«Dieu, cela n'est pas, tant que ce n'est pas en pierre./ Il faut
une maison pour mettre la prière» : Victor Hugo a noté
l'évolution paradoxale qui amène le christianisme occidental
à exalter les monuments de la présence divine, alors que le
Christ et ses premiers disciples entendaient rompre avec le monde
matériel et avec toute sacralité ancienne incarnée dans la pierre pour
mieux faire sa place à la Cité spirituelle de Dieu dans l'au-delà.
Comment, pourquoi et quand Dieu est-il devenu de «pierre» ?

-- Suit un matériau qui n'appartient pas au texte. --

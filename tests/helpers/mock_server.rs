use std::sync::atomic::{AtomicUsize, Ordering};
use std::sync::Arc;
use std::time::Duration;

use boring::ssl::SslAcceptor;
use tokio::io::{AsyncRead, AsyncReadExt, AsyncWrite, AsyncWriteExt};
use tokio::net::TcpListener;
use tokio::time::timeout;

/// Path that answers only after [`SLOW_DELAY`].
pub const SLOW_PATH: &str = "/slow";
pub const SLOW_DELAY: Duration = Duration::from_secs(3);

/// A simple HTTP/1.1 mock server.
///
/// Every response body starts with `"{METHOD} {path}\n"` followed by the
/// request header lines as received, so tests can check what went on the
/// wire. Each response also sets `session=abc`.
pub struct MockHttpServer {
    listener: TcpListener,
    port: u16,
    connections: Arc<AtomicUsize>,
}

impl MockHttpServer {
    /// Create a new mock server bound to a random port.
    pub async fn new() -> std::io::Result<Self> {
        let listener = TcpListener::bind("127.0.0.1:0").await?;
        let port = listener.local_addr()?.port();
        Ok(Self {
            listener,
            port,
            connections: Arc::new(AtomicUsize::new(0)),
        })
    }

    pub fn port(&self) -> u16 {
        self.port
    }

    pub fn url(&self) -> String {
        format!("http://127.0.0.1:{}", self.port)
    }

    pub fn url_tls(&self) -> String {
        format!("https://127.0.0.1:{}", self.port)
    }

    /// Counter of accepted TCP connections.
    pub fn connections(&self) -> Arc<AtomicUsize> {
        Arc::clone(&self.connections)
    }

    /// Serve plain HTTP/1.1 in a background task.
    pub fn start(self) -> tokio::task::JoinHandle<()> {
        tokio::spawn(async move {
            while let Ok((stream, _)) = self.listener.accept().await {
                self.connections.fetch_add(1, Ordering::SeqCst);
                tokio::spawn(handle_connection(stream));
            }
        })
    }

    /// Serve HTTP/1.1 over TLS in a background task.
    pub fn start_tls(self, acceptor: SslAcceptor) -> tokio::task::JoinHandle<()> {
        let acceptor = Arc::new(acceptor);
        tokio::spawn(async move {
            while let Ok((stream, _)) = self.listener.accept().await {
                self.connections.fetch_add(1, Ordering::SeqCst);
                let acceptor = Arc::clone(&acceptor);
                tokio::spawn(async move {
                    match tokio_boring::accept(&acceptor, stream).await {
                        Ok(tls) => handle_connection(tls).await,
                        Err(e) => tracing::warn!("TLS accept failed: {}", e),
                    }
                });
            }
        })
    }
}

/// Read one request and answer it; the connection is closed afterwards.
async fn handle_connection<S>(mut stream: S)
where
    S: AsyncRead + AsyncWrite + Unpin,
{
    let mut buf = Vec::new();
    let mut chunk = [0u8; 4096];
    let header_end = loop {
        if let Some(pos) = buf.windows(4).position(|w| w == b"\r\n\r\n") {
            break pos + 4;
        }
        let n = match timeout(Duration::from_secs(5), stream.read(&mut chunk)).await {
            Ok(Ok(n)) if n > 0 => n,
            _ => return,
        };
        buf.extend_from_slice(&chunk[..n]);
    };

    let head = String::from_utf8_lossy(&buf[..header_end]).into_owned();
    let mut lines = head.split("\r\n").filter(|l| !l.is_empty());
    let request_line = lines.next().unwrap_or_default().to_string();
    let header_lines: Vec<&str> = lines.collect();

    // Drain the body so the client never sees a reset.
    let content_length = header_lines
        .iter()
        .filter_map(|l| l.split_once(':'))
        .find(|(k, _)| k.trim().eq_ignore_ascii_case("content-length"))
        .and_then(|(_, v)| v.trim().parse::<usize>().ok())
        .unwrap_or(0);
    while buf.len() < header_end + content_length {
        match stream.read(&mut chunk).await {
            Ok(n) if n > 0 => buf.extend_from_slice(&chunk[..n]),
            _ => return,
        }
    }
    let body = String::from_utf8_lossy(&buf[header_end..header_end + content_length]).into_owned();

    let mut parts = request_line.split_whitespace();
    let method = parts.next().unwrap_or_default();
    let path = parts.next().unwrap_or("/");

    if path == SLOW_PATH {
        tokio::time::sleep(SLOW_DELAY).await;
    }

    let mut reply_body = format!("{} {}\n", method, path);
    for line in &header_lines {
        reply_body.push_str(line);
        reply_body.push('\n');
    }
    reply_body.push_str(&body);

    let response = format!(
        "HTTP/1.1 200 OK\r\nContent-Type: text/plain\r\nContent-Length: {}\r\nSet-Cookie: session=abc; Path=/\r\nConnection: close\r\n\r\n{}",
        reply_body.len(),
        reply_body
    );
    let _ = stream.write_all(response.as_bytes()).await;
    let _ = stream.flush().await;
    let _ = stream.shutdown().await;
}
//! Upstream proxy endpoints.
//!
//! Proxies are given as `host:port` or `host:port:username:password` and are
//! owned by the transport that uses them.

use std::fmt;
use std::str::FromStr;

use base64::{engine::general_purpose::STANDARD as BASE64, Engine as _};

use crate::error::{Error, Result};

/// Basic credentials for a proxy.
#[derive(Debug, Clone, PartialEq, Eq)]
pub struct ProxyCredentials {
    pub username: String,
    pub password: String,
}

/// A resolved proxy target.
#[derive(Debug, Clone, PartialEq, Eq)]
pub struct ProxyEndpoint {
    host: String,
    port: u16,
    credentials: Option<ProxyCredentials>,
}

impl ProxyEndpoint {
    /// Create an endpoint without credentials.
    pub fn new(host: impl Into<String>, port: u16) -> Self {
        Self {
            host: host.into(),
            port,
            credentials: None,
        }
    }

    /// Attach basic credentials.
    pub fn with_credentials(
        mut self,
        username: impl Into<String>,
        password: impl Into<String>,
    ) -> Self {
        self.credentials = Some(ProxyCredentials {
            username: username.into(),
            password: password.into(),
        });
        self
    }

    /// Parse `host:port` or `host:port:username:password`.
    pub fn parse(raw: &str) -> Result<Self> {
        let fields: Vec<&str> = raw.split(':').collect();
        let (host, port) = match fields.as_slice() {
            [host, port] | [host, port, _, _] => (*host, *port),
            _ => return Err(Error::InvalidProxy(raw.to_string())),
        };

        if host.is_empty() {
            return Err(Error::InvalidProxy(raw.to_string()));
        }
        let port: u16 = port
            .parse()
            .map_err(|_| Error::InvalidProxy(raw.to_string()))?;

        let endpoint = Self::new(host, port);
        match fields.as_slice() {
            [_, _, username, password] => Ok(endpoint.with_credentials(*username, *password)),
            _ => Ok(endpoint),
        }
    }

    pub fn host(&self) -> &str {
        &self.host
    }

    pub fn port(&self) -> u16 {
        self.port
    }

    pub fn credentials(&self) -> Option<&ProxyCredentials> {
        self.credentials.as_ref()
    }

    /// `host:port` of the proxy itself.
    pub fn authority(&self) -> String {
        format!("{}:{}", self.host, self.port)
    }

    /// `Proxy-Authorization` header value, if credentials are set.
    pub fn basic_auth(&self) -> Option<String> {
        self.credentials.as_ref().map(|c| {
            let plain = format!("{}:{}", c.username, c.password);
            format!("Basic {}", BASE64.encode(plain))
        })
    }
}

impl FromStr for ProxyEndpoint {
    type Err = Error;

    fn from_str(s: &str) -> Result<Self> {
        Self::parse(s)
    }
}

impl fmt::Display for ProxyEndpoint {
    fn fmt(&self, f: &mut fmt::Formatter<'_>) -> fmt::Result {
        match &self.credentials {
            Some(c) => write!(f, "{}:{}:{}:{}", self.host, self.port, c.username, c.password),
            None => write!(f, "{}:{}", self.host, self.port),
        }
    }
}

/// Parse a list of proxy strings, failing on the first malformed entry.
pub fn parse_proxies<S: AsRef<str>>(raw: &[S]) -> Result<Vec<ProxyEndpoint>> {
    raw.iter().map(|p| ProxyEndpoint::parse(p.as_ref())).collect()
}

Comment, pourquoi et quand l'église s'est-elle imposée dans le paysage
social ? Telles sont les questions au centre de cette «histoire
monumentale de l'Église au Moyen Âge». À l'étude du discours que
les clercs latins ont tenu sur l'église-bâtiment, il s'agit de montrer
comment l'Église, en tant que force d'encadrement et de structuration
de la société, a gagné en visibilité terrestre à travers la constitution
de «lieux» considérés comme spécifiques. L'itinéraire proposé
permet de parcourir, tout au long du Moyen Âge (avec un intérêt
particulier pour les IXe-XIIIe siècles), les différentes étapes d'une histoire
qui finit par faire de la «cathédrale» le monument emblématique
d'une société largement utopique au sein de laquelle chaque
homme, comme une petite pierre, a sa place et sa fonction dans la
grande architecture du monde. C'est ainsi que la «Maison Dieu»,
exaltée comme une sainte personne, fait de l'Église une véritable
«Cène sociale» où se construit l'architecture communautaire et où
s'édifient les fidèles.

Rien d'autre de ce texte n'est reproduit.